#### [Instructions to follow]
For the entries below, repeat exactly each line starting with the one that contains "the serializable envelope." and going on through the one that contains "Read a previously", and no others.

***** Provided data

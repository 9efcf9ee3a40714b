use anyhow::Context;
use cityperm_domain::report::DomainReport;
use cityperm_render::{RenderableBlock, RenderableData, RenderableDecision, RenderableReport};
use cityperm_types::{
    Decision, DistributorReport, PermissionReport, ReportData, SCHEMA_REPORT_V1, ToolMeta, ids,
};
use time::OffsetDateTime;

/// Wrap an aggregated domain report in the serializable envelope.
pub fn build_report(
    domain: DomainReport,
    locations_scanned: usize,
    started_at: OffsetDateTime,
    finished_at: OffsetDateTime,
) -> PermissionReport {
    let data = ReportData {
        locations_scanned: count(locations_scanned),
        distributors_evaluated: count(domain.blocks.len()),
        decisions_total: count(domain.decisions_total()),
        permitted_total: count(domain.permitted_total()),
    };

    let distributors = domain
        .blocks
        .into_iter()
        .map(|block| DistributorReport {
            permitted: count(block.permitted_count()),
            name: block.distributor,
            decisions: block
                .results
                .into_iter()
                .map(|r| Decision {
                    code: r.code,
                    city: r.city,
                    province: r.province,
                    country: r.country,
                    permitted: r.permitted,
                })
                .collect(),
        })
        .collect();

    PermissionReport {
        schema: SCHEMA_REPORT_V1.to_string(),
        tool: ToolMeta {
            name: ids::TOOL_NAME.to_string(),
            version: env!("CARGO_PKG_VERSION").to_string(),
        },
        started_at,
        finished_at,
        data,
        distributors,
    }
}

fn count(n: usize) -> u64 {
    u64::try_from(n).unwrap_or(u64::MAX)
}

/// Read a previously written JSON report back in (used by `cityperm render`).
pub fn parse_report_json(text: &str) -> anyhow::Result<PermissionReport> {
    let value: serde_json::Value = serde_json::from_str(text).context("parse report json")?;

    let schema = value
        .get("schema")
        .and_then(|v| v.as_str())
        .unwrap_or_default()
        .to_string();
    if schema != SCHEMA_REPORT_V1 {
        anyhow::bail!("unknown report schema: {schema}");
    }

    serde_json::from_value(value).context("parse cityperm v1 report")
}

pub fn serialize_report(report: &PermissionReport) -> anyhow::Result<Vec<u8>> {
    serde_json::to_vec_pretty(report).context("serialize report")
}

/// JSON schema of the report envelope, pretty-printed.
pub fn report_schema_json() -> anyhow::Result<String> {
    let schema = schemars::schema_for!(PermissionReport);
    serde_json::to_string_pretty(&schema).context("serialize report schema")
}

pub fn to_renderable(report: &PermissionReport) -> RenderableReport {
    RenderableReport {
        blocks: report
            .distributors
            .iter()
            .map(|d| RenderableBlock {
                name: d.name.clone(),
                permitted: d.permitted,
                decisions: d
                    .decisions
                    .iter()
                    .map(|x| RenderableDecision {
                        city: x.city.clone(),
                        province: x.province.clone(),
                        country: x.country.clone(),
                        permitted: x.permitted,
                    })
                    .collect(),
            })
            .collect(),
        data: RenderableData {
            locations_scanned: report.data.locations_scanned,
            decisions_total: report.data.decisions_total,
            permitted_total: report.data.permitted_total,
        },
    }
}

**********

#### [Output]
/// Wrap an aggregated domain report in the serializable envelope.
pub fn build_report(
    domain: DomainReport,
    locations_scanned: usize,
    started_at: OffsetDateTime,
    finished_at: OffsetDateTime,
) -> PermissionReport {
    let data = ReportData {
        locations_scanned: count(locations_scanned),
        distributors_evaluated: count(domain.blocks.len()),
        decisions_total: count(domain.decisions_total()),
        permitted_total: count(domain.permitted_total()),
    };

    let distributors = domain
        .blocks
        .into_iter()
        .map(|block| DistributorReport {
            permitted: count(block.permitted_count()),
            name: block.distributor,
            decisions: block
                .results
                .into_iter()
                .map(|r| Decision {
                    code: r.code,
                    city: r.city,
                    province: r.province,
                    country: r.country,
                    permitted: r.permitted,
                })
                .collect(),
        })
        .collect();

    PermissionReport {
        schema: SCHEMA_REPORT_V1.to_string(),
        tool: ToolMeta {
            name: ids::TOOL_NAME.to_string(),
            version: env!("CARGO_PKG_VERSION").to_string(),
        },
        started_at,
        finished_at,
        data,
        distributors,
    }
}

fn count(n: usize) -> u64 {
    u64::try_from(n).unwrap_or(u64::MAX)
}

/// Read a previously written JSON report back in (used by `cityperm render`).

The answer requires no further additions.